> **Problem requirements**:
Would you transcribe each of the entries exactly, with nothing added or dropped?

Data excerpts:

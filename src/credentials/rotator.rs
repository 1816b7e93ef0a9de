//! Shared credential pool with least-recently-used rotation

use crate::credentials::state::CredentialState;
use crate::credentials::{Credential, PoolExhausted};
use std::sync::{Mutex, MutexGuard, PoisonError};
use std::time::Duration;
use tokio::time::Instant;

struct PoolEntry {
    credential: Credential,
    state: CredentialState,
}

/// Hands out API credentials to concurrent jobs
///
/// The rotator is shared behind an `Arc`. Its state lives behind a mutex that
/// is never held across an `.await`, so marking a credential exhausted is
/// atomic with respect to every concurrent `next()`.
pub struct CredentialRotator {
    entries: Mutex<Vec<PoolEntry>>,
    default_cooldown: Duration,
}

impl CredentialRotator {
    /// Creates a rotator over the given credentials
    pub fn new(credentials: Vec<Credential>, default_cooldown: Duration) -> Self {
        let entries = credentials
            .into_iter()
            .map(|credential| PoolEntry {
                credential,
                state: CredentialState::new(),
            })
            .collect();

        Self {
            entries: Mutex::new(entries),
            default_cooldown,
        }
    }

    /// Builds the pool from the process environment
    ///
    /// Every variable whose name starts with `prefix` and whose value is not
    /// blank becomes a credential, in name order.
    pub fn from_env(prefix: &str, default_cooldown: Duration) -> Self {
        Self::from_vars(std::env::vars(), prefix, default_cooldown)
    }

    /// Builds the pool from `(name, value)` pairs
    pub fn from_vars<I>(vars: I, prefix: &str, default_cooldown: Duration) -> Self
    where
        I: IntoIterator<Item = (String, String)>,
    {
        let mut credentials: Vec<Credential> = vars
            .into_iter()
            .filter(|(name, value)| name.starts_with(prefix) && !value.trim().is_empty())
            .map(|(name, value)| Credential::new(name, value.trim()))
            .collect();
        credentials.sort_by(|a, b| a.name().cmp(b.name()));
        credentials.dedup_by(|a, b| a.name() == b.name());

        Self::new(credentials, default_cooldown)
    }

    /// Total number of credentials, usable or not
    pub fn len(&self) -> usize {
        self.lock().len()
    }

    pub fn is_empty(&self) -> bool {
        self.lock().is_empty()
    }

    /// Number of credentials usable right now
    pub fn available(&self) -> usize {
        let now = Instant::now();
        self.lock()
            .iter()
            .filter(|entry| entry.state.is_available(now))
            .count()
    }

    /// Names of all credentials in pool order
    pub fn names(&self) -> Vec<String> {
        self.lock()
            .iter()
            .map(|entry| entry.credential.name().to_string())
            .collect()
    }

    /// Returns true if the named credential is currently excluded
    pub fn is_exhausted(&self, name: &str) -> bool {
        let now = Instant::now();
        self.lock()
            .iter()
            .find(|entry| entry.credential.name() == name)
            .map_or(false, |entry| !entry.state.is_available(now))
    }

    /// Picks the least recently used credential that is not exhausted
    ///
    /// Ties (e.g. never-used credentials) go to pool order, which makes the
    /// rotation round-robin in steady state.
    pub fn next(&self) -> Result<Credential, PoolExhausted> {
        let now = Instant::now();
        let mut entries = self.lock();

        for entry in entries.iter_mut() {
            if entry.state.clear_expired(now) {
                tracing::info!("Credential {} is back in rotation", entry.credential.name());
            }
        }

        let chosen = entries
            .iter_mut()
            .filter(|entry| entry.state.is_available(now))
            .min_by_key(|entry| entry.state.last_used);

        match chosen {
            Some(entry) => {
                entry.state.record_use(now);
                Ok(entry.credential.clone())
            }
            None => {
                let retry_in = entries
                    .iter()
                    .filter_map(|entry| entry.state.time_until_available(now))
                    .min();
                Err(PoolExhausted {
                    pool_size: entries.len(),
                    retry_in,
                })
            }
        }
    }

    /// Takes a credential out of rotation after a rate-limit signal
    ///
    /// Uses `retry_after` when the service supplied one, otherwise the
    /// rotator's default cooldown.
    pub fn mark_rate_limited(&self, name: &str, retry_after: Option<Duration>) {
        let now = Instant::now();
        let cooldown = retry_after.unwrap_or(self.default_cooldown);
        let mut entries = self.lock();

        if let Some(entry) = entries.iter_mut().find(|e| e.credential.name() == name) {
            entry.state.mark_rate_limited(now, cooldown);
            tracing::warn!(
                "Credential {} rate limited, cooling down for {:?}",
                name,
                cooldown
            );
        }
    }

    /// Excludes a credential for `cooldown`, or for good when none is known
    pub fn mark_exhausted(&self, name: &str, cooldown: Option<Duration>) {
        match cooldown {
            Some(cooldown) => self.mark_rate_limited(name, Some(cooldown)),
            None => self.revoke(name),
        }
    }

    /// Takes a credential out of rotation for the rest of the process
    pub fn revoke(&self, name: &str) {
        let mut entries = self.lock();

        if let Some(entry) = entries.iter_mut().find(|e| e.credential.name() == name) {
            entry.state.revoke();
            tracing::warn!("Credential {} rejected by the service, revoked", name);
        }
    }

    fn lock(&self) -> MutexGuard<'_, Vec<PoolEntry>> {
        self.entries.lock().unwrap_or_else(PoisonError::into_inner)
    }
}

impl std::fmt::Debug for CredentialRotator {
    fn fmt(&self, f: &mut std::fmt::Formatter<'_>) -> std::fmt::Result {
        f.debug_struct("CredentialRotator")
            .field("credentials", &self.names())
            .field("default_cooldown", &self.default_cooldown)
            .finish()
    }
}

> **Exercise solution**:
filename src/credentials/rotator.rs
repository 1816b7e93ef0a9de
//! Shared credential pool with least-recently-used rotation

use crate::credentials::state::CredentialState;
use crate::credentials::{Credential, PoolExhausted};
use std::sync::{Mutex, MutexGuard, PoisonError};
use std::time::Duration;
use tokio::time::Instant;

struct PoolEntry {
    credential: Credential,
    state: CredentialState,
}

/// Hands out API credentials to concurrent jobs
///
/// The rotator is shared behind an `Arc`. Its state lives behind a mutex that
/// is never held across an `.await`, so marking a credential exhausted is
/// atomic with respect to every concurrent `next()`.
pub struct CredentialRotator {
    entries: Mutex<Vec<PoolEntry>>,
    default_cooldown: Duration,
}

impl CredentialRotator {
    /// Creates a rotator over the given credentials
    pub fn new(credentials: Vec<Credential>, default_cooldown: Duration) -> Self {
        let entries = credentials
            .into_iter()
            .map(|credential| PoolEntry {
                credential,
                state: CredentialState::new(),
            })
            .collect();

        Self {
            entries: Mutex::new(entries),
            default_cooldown,
        }
    }

    /// Builds the pool from the process environment
    ///
    /// Every variable whose name starts with `prefix` and whose value is not
    /// blank becomes a credential, in name order.
    pub fn from_env(prefix: &str, default_cooldown: Duration) -> Self {
        Self::from_vars(std::env::vars(), prefix, default_cooldown)
    }

    /// Builds the pool from `(name, value)` pairs
    pub fn from_vars<I>(vars: I, prefix: &str, default_cooldown: Duration) -> Self
    where
        I: IntoIterator<Item = (String, String)>,
    {
        let mut credentials: Vec<Credential> = vars
            .into_iter()
            .filter(|(name, value)| name.starts_with(prefix) && !value.trim().is_empty())
            .map(|(name, value)| Credential::new(name, value.trim()))
            .collect();
        credentials.sort_by(|a, b| a.name().cmp(b.name()));
        credentials.dedup_by(|a, b| a.name() == b.name());

        Self::new(credentials, default_cooldown)
    }

    /// Total number of credentials, usable or not
    pub fn len(&self) -> usize {
        self.lock().len()
    }

    pub fn is_empty(&self) -> bool {
        self.lock().is_empty()
    }

    /// Number of credentials usable right now
    pub fn available(&self) -> usize {
        let now = Instant::now();
        self.lock()
            .iter()
            .filter(|entry| entry.state.is_available(now))
            .count()
    }

    /// Names of all credentials in pool order
    pub fn names(&self) -> Vec<String> {
        self.lock()
            .iter()
            .map(|entry| entry.credential.name().to_string())
            .collect()
    }

    /// Returns true if the named credential is currently excluded
    pub fn is_exhausted(&self, name: &str) -> bool {
        let now = Instant::now();
        self.lock()
            .iter()
            .find(|entry| entry.credential.name() == name)
            .map_or(false, |entry| !entry.state.is_available(now))
    }

    /// Picks the least recently used credential that is not exhausted
    ///
    /// Ties (e.g. never-used credentials) go to pool order, which makes the
    /// rotation round-robin in steady state.
    pub fn next(&self) -> Result<Credential, PoolExhausted> {
        let now = Instant::now();
        let mut entries = self.lock();

        for entry in entries.iter_mut() {
            if entry.state.clear_expired(now) {
                tracing::info!("Credential {} is back in rotation", entry.credential.name());
            }
        }

        let chosen = entries
            .iter_mut()
            .filter(|entry| entry.state.is_available(now))
            .min_by_key(|entry| entry.state.last_used);

        match chosen {
            Some(entry) => {
                entry.state.record_use(now);
                Ok(entry.credential.clone())
            }
            None => {
                let retry_in = entries
                    .iter()
                    .filter_map(|entry| entry.state.time_until_available(now))
                    .min();
                Err(PoolExhausted {
                    pool_size: entries.len(),
                    retry_in,
                })
            }
        }
    }

    /// Takes a credential out of rotation after a rate-limit signal
    ///
    /// Uses `retry_after` when the service supplied one, otherwise the
    /// rotator's default cooldown.
    pub fn mark_rate_limited(&self, name: &str, retry_after: Option<Duration>) {
        let now = Instant::now();
        let cooldown = retry_after.unwrap_or(self.default_cooldown);
        let mut entries = self.lock();

        if let Some(entry) = entries.iter_mut().find(|e| e.credential.name() == name) {
            entry.state.mark_rate_limited(now, cooldown);
            tracing::warn!(
                "Credential {} rate limited, cooling down for {:?}",
                name,
                cooldown
            );
        }
    }

    /// Excludes a credential for `cooldown`, or for good when none is known
    pub fn mark_exhausted(&self, name: &str, cooldown: Option<Duration>) {
        match cooldown {
            Some(cooldown) => self.mark_rate_limited(name, Some(cooldown)),
            None => self.revoke(name),
        }
    }

    /// Takes a credential out of rotation for the rest of the process
    pub fn revoke(&self, name: &str) {
        let mut entries = self.lock();

        if let Some(entry) = entries.iter_mut().find(|e| e.credential.name() == name) {
            entry.state.revoke();
            tracing::warn!("Credential {} rejected by the service, revoked", name);
        }
    }

    fn lock(&self) -> MutexGuard<'_, Vec<PoolEntry>> {
        self.entries.lock().unwrap_or_else(PoisonError::into_inner)
    }
}

impl std::fmt::Debug for CredentialRotator {
    fn fmt(&self, f: &mut std::fmt::Formatter<'_>) -> std::fmt::Result {
        f.debug_struct("CredentialRotator")
            .field("credentials", &self.names())
            .field("default_cooldown", &self.default_cooldown)
            .finish()
    }
}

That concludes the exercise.